The team is lead by Harvard's Michael Aziz, professor of materials and energy technologies and Roy Gordon, a chemistry and materials science professor. It turns out their solution was electrolyte solution. Two solutions, to be exact.

The base of their research is the flow battery - used primarily in power-grid backups, renewable-energy storage and other industrial areas. It operates by pumping liquid electrolyte solutions across either side of a membrane that allows ions to pass. (This is different from the battery in your phone or flashlight, which runs on ions passing between solid or semi-solid anodes and cathodes.) Electrodes connected to the two electrolyte solutions create the battery terminals.

Flow batteries offer several benefits: You can create a bigger battery simply by adding bigger solution tanks. They can be rapidly recharged by replacing the electrolyte. The projected battery lifespan is more than 20 years (as opposed to the 8-year warranty for the Lithium-ion battery in a Tesla, for example). And they have a charge/discharge lifespan measured in thousands of cycles - with only minimal loss of capacity.

RELATED: Tesla Unveils Home Battery to Get You Off the Grid

The downsides are, literally, big: their size, the expense for energy stored and their often toxic makeup.

Flow batteries are already deployed in industrial settings in the U.S. and overseas. These are built with ions of vanadium (a rare, expensive metal) in a solution spiked with hydrochloric acid - and this is where the research at Harvard focused. The SEAS team created new electrolyte molecules from the fairly common organic compounds viologen (one type of viologen is among the world's most common herbicides) and ferrocene.
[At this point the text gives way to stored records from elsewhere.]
use crate::error::{AppError, Result};
use crate::models::PlayOutcome;
use crate::services::library::mp3s_in_dir;
use crate::services::mp3::is_valid_mp3;
use crate::services::output_slot::OutputSlot;
use rand::seq::SliceRandom;
use std::path::{Path, PathBuf};
use std::sync::Arc;
use tracing::info;

/// Reject anything that could escape the library root, before touching the disk.
pub fn validate_target(target: &str) -> Result<&str> {
    if target.is_empty() {
        return Err(AppError::InvalidInput(
            "No file or folder specified".to_string(),
        ));
    }

    if target.contains("..")
        || target.starts_with('/')
        || target.contains('\\')
        || target.contains('\0')
        || Path::new(target).is_absolute()
    {
        return Err(AppError::InvalidInput(
            "Invalid file or folder name".to_string(),
        ));
    }

    Ok(target)
}

struct Selection {
    path: PathBuf,
    outcome: PlayOutcome,
}

/// Map a validated target to the file that should play.
fn resolve(root: &Path, target: &str) -> Result<Selection> {
    let path = root.join(target);

    if path.is_file() && is_valid_mp3(&path) {
        return Ok(Selection {
            path,
            outcome: PlayOutcome {
                file: target.to_string(),
                folder: None,
            },
        });
    }

    if path.is_dir() {
        let mp3s = mp3s_in_dir(&path);
        let chosen = mp3s
            .choose(&mut rand::thread_rng())
            .ok_or_else(|| AppError::NotFound("No mp3s in folder".to_string()))?;

        return Ok(Selection {
            path: path.join(chosen),
            outcome: PlayOutcome {
                file: chosen.clone(),
                folder: Some(target.to_string()),
            },
        });
    }

    Err(AppError::NotFound("File or folder not found".to_string()))
}

pub struct PlaybackController {
    root: PathBuf,
    slot: Arc<OutputSlot>,
}

impl PlaybackController {
    pub fn new(root: PathBuf, slot: Arc<OutputSlot>) -> Self {
        Self { root, slot }
    }

    /// Play a file, or a random MP3 from a folder, replacing whatever is on.
    pub async fn play(&self, target: &str) -> Result<PlayOutcome> {
        let target = validate_target(target)?.to_string();

        let root = self.root.clone();
        let selection = tokio::task::spawn_blocking(move || resolve(&root, &target)).await??;

        let _guard = self.slot.acquire().await;
        let output = self.slot.output().clone();
        let path = selection.path.clone();
        tokio::task::spawn_blocking(move || output.play(&path)).await??;

        info!("Playing {}", selection.path.display());
        Ok(selection.outcome)
    }

    /// Stop the current sound; an error if nothing is audible.
    pub async fn stop(&self) -> Result<()> {
        let _guard = self.slot.lock().await;
        let output = self.slot.output();

        if !output.is_busy() {
            return Err(AppError::NoActivePlayback);
        }

        output.stop();
        info!("Stopped sound");
        Ok(())
    }
}

#[cfg(test)]
mod tests {
    use super::*;
    use crate::services::audio_output::AudioOutput;
    use crate::services::mp3::sample_mp3_bytes;
    use crate::services::output_slot::PlaybackState;
    use crate::services::speech::SpeechWorker;
    use crate::services::testing::{FakeOutput, FakeSpeech};
    use std::fs;
    use tempfile::TempDir;

    struct Fixture {
        dir: TempDir,
        output: Arc<FakeOutput>,
        slot: Arc<OutputSlot>,
        controller: PlaybackController,
    }

    fn fixture() -> Fixture {
        let dir = tempfile::tempdir().unwrap();
        let output = Arc::new(FakeOutput::default());
        let speech = SpeechWorker::spawn(FakeSpeech::new(1).factory()).unwrap();
        let slot = Arc::new(OutputSlot::new(output.clone(), speech));
        let controller = PlaybackController::new(dir.path().to_path_buf(), slot.clone());
        Fixture {
            dir,
            output,
            slot,
            controller,
        }
    }

    #[test]
    fn test_validate_target() {
        for bad in ["../etc/passwd", "/etc/passwd", "a\\b", "sub/../../x.mp3", "nul\0.mp3"] {
            assert!(
                matches!(validate_target(bad), Err(AppError::InvalidInput(_))),
                "{:?} should be rejected",
                bad
            );
        }
        assert!(matches!(validate_target(""), Err(AppError::InvalidInput(_))));
        assert_eq!(validate_target("horn.mp3").unwrap(), "horn.mp3");
        assert_eq!(validate_target("cheers/one.mp3").unwrap(), "cheers/one.mp3");
    }

    #[tokio::test]
    async fn test_traversal_never_plays() {
        let f = fixture();
        for bad in ["../etc/passwd", "/etc/passwd", "a\\b"] {
            let err = f.controller.play(bad).await.unwrap_err();
            assert!(matches!(err, AppError::InvalidInput(_)));
        }
        assert!(f.output.played().is_empty());
    }

    #[tokio::test]
    async fn test_play_file() {
        let f = fixture();
        fs::write(f.dir.path().join("horn.mp3"), sample_mp3_bytes()).unwrap();

        let outcome = f.controller.play("horn.mp3").await.unwrap();

        assert_eq!(
            outcome,
            PlayOutcome {
                file: "horn.mp3".to_string(),
                folder: None
            }
        );
        assert_eq!(
            f.slot.state(),
            PlaybackState::Playing(f.dir.path().join("horn.mp3"))
        );
    }

    #[tokio::test]
    async fn test_play_folder_picks_inside() {
        let f = fixture();
        let folder = f.dir.path().join("folder_x");
        fs::create_dir(&folder).unwrap();
        fs::write(folder.join("song.mp3"), sample_mp3_bytes()).unwrap();
        fs::write(folder.join("notes.txt"), "liner notes").unwrap();

        for _ in 0..5 {
            let outcome = f.controller.play("folder_x").await.unwrap();
            assert_eq!(outcome.file, "song.mp3");
            assert_eq!(outcome.folder.as_deref(), Some("folder_x"));
        }
        assert_eq!(f.output.played().last(), Some(&folder.join("song.mp3")));
    }

    #[tokio::test]
    async fn test_missing_and_empty_targets() {
        let f = fixture();
        fs::create_dir(f.dir.path().join("empty")).unwrap();
        fs::write(f.dir.path().join("fake.mp3"), "text").unwrap();

        for target in ["missing.mp3", "empty", "fake.mp3"] {
            let err = f.controller.play(target).await.unwrap_err();
            assert!(matches!(err, AppError::NotFound(_)), "{}", target);
        }
    }

    #[tokio::test]
    async fn test_new_sound_replaces_old() {
        let f = fixture();
        fs::write(f.dir.path().join("a.mp3"), sample_mp3_bytes()).unwrap();
        fs::write(f.dir.path().join("b.mp3"), sample_mp3_bytes()).unwrap();

        f.controller.play("a.mp3").await.unwrap();
        f.controller.play("b.mp3").await.unwrap();

        assert_eq!(f.output.stops(), 1);
        assert_eq!(f.output.current(), Some(f.dir.path().join("b.mp3")));
    }

    #[tokio::test]
    async fn test_stop() {
        let f = fixture();
        fs::write(f.dir.path().join("a.mp3"), sample_mp3_bytes()).unwrap();

        assert!(matches!(
            f.controller.stop().await,
            Err(AppError::NoActivePlayback)
        ));

        f.controller.play("a.mp3").await.unwrap();
        f.controller.stop().await.unwrap();
        assert_eq!(f.slot.state(), PlaybackState::Idle);

        assert!(matches!(
            f.controller.stop().await,
            Err(AppError::NoActivePlayback)
        ));
    }
}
"What we have done is stick some extra atoms onto the viologen and ferrocene," Aziz said.

These new molecules can be held as a solution in plain water - a huge breakthrough. Together, this replaces the costly vanadium and the corrosive acid needed to hold it in solution. And that allows for less-expensive pumps, tanks and ion membranes to be used in the battery. Cheaper mechanicals combined with the new, possibly cheaper electrolytes create the possibility to dramatically reduce basic battery costs and toxicity. "If it spilled on the floor," Gordon said in a statement, "it wouldn't eat the concrete."

Aziz said the final technology could be cheaper than current vanadium flow batteries or the Tesla Powerwall, a home-based lithium-ion battery based on the technology used in Tesla cars.

"We believe we're on a path to getting the costs below where lithium-ion batteries will be when this technology is mass produced," said Aziz.

RELATED: Captured CO2 Could Fuel a Giant Underground Battery

"The technology is good," said Shriram Santhanagopalan, a senior engineer at the Advanced Vehicles Group of the National Renewable Energy Laboratory. He said he has been following Aziz's work for some time. However, it's "three to four times the size of a traditional lithium-ion battery size for the same amount of energy. It's just going to be a huge battery the size of your garage [rather] than your car."

It might be a year or two before the battery is ready for commercial testing, Aziz said. His team is still refining the ion membrane and tweaking the viologen and ferrocene molecules.

This research is the fourth in a series of papers published by SEAS on flow battery technology. "I can't really say this particular publication is groundbreaking," Aziz said. But of the whole body of research: "I think just about anyone would say this is groundbreaking."